Data records
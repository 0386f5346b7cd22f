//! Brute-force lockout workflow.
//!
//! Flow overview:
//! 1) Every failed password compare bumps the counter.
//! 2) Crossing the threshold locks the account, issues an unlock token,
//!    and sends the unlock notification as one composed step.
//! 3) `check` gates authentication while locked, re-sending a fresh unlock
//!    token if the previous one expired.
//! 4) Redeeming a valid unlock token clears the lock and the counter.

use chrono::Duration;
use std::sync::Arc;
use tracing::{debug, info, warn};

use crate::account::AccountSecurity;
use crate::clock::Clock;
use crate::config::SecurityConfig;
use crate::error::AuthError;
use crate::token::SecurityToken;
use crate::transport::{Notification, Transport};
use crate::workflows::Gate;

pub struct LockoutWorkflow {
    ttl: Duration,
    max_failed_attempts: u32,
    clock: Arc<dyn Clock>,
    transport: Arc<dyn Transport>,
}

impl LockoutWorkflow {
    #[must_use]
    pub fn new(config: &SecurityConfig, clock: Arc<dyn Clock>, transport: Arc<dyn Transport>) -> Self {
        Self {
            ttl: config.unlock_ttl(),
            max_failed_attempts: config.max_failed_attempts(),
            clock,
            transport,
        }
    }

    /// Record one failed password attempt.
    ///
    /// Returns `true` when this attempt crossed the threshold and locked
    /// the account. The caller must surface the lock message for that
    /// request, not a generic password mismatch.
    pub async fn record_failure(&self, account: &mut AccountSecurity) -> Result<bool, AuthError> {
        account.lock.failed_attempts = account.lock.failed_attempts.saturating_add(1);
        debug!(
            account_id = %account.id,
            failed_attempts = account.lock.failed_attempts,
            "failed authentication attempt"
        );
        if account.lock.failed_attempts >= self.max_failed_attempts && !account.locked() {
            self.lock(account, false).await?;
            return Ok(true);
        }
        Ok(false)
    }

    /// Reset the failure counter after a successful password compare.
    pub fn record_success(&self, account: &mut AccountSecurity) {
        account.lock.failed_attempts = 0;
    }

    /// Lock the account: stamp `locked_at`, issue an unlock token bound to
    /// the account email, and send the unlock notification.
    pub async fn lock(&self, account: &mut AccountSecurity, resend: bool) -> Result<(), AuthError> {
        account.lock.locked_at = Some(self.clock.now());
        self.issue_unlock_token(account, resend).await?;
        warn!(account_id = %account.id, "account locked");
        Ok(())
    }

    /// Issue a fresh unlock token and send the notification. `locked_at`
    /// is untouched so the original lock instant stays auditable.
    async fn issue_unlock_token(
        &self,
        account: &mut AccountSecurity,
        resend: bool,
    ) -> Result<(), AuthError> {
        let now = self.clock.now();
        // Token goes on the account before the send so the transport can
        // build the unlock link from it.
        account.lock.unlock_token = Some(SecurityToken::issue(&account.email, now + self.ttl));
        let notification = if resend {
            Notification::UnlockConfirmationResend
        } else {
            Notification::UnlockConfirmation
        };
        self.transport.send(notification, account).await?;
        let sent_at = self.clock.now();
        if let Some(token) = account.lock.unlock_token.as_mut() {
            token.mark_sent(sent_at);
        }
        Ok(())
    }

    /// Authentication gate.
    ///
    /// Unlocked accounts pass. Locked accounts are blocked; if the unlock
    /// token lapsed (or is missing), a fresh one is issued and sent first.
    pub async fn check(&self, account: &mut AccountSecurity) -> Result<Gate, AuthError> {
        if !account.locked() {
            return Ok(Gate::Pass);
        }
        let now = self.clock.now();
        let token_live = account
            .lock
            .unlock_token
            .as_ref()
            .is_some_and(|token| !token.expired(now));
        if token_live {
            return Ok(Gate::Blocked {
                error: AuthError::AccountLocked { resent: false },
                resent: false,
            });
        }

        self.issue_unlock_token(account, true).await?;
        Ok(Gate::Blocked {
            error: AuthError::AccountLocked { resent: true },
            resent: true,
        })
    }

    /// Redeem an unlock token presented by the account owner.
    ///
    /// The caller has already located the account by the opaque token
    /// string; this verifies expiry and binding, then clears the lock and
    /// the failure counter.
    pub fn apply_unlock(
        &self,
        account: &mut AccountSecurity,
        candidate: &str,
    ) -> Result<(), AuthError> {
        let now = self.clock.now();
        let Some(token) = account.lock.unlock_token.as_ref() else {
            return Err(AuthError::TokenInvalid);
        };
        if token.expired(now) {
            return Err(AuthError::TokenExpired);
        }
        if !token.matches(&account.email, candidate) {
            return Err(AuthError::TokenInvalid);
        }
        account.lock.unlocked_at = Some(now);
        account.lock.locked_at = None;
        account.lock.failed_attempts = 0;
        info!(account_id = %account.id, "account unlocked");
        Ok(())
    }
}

ACTIVITY: Every line above from the line with "token.mark_sent(sent_at);" to the line with "let Some(token) = account.lock.unlock_token.as_ref()", both included, must be reproduced exactly, and no other line may appear.

RESULT:
            token.mark_sent(sent_at);
        }
        Ok(())
    }

    /// Authentication gate.
    ///
    /// Unlocked accounts pass. Locked accounts are blocked; if the unlock
    /// token lapsed (or is missing), a fresh one is issued and sent first.
    pub async fn check(&self, account: &mut AccountSecurity) -> Result<Gate, AuthError> {
        if !account.locked() {
            return Ok(Gate::Pass);
        }
        let now = self.clock.now();
        let token_live = account
            .lock
            .unlock_token
            .as_ref()
            .is_some_and(|token| !token.expired(now));
        if token_live {
            return Ok(Gate::Blocked {
                error: AuthError::AccountLocked { resent: false },
                resent: false,
            });
        }

        self.issue_unlock_token(account, true).await?;
        Ok(Gate::Blocked {
            error: AuthError::AccountLocked { resent: true },
            resent: true,
        })
    }

    /// Redeem an unlock token presented by the account owner.
    ///
    /// The caller has already located the account by the opaque token
    /// string; this verifies expiry and binding, then clears the lock and
    /// the failure counter.
    pub fn apply_unlock(
        &self,
        account: &mut AccountSecurity,
        candidate: &str,
    ) -> Result<(), AuthError> {
        let now = self.clock.now();
        let Some(token) = account.lock.unlock_token.as_ref() else {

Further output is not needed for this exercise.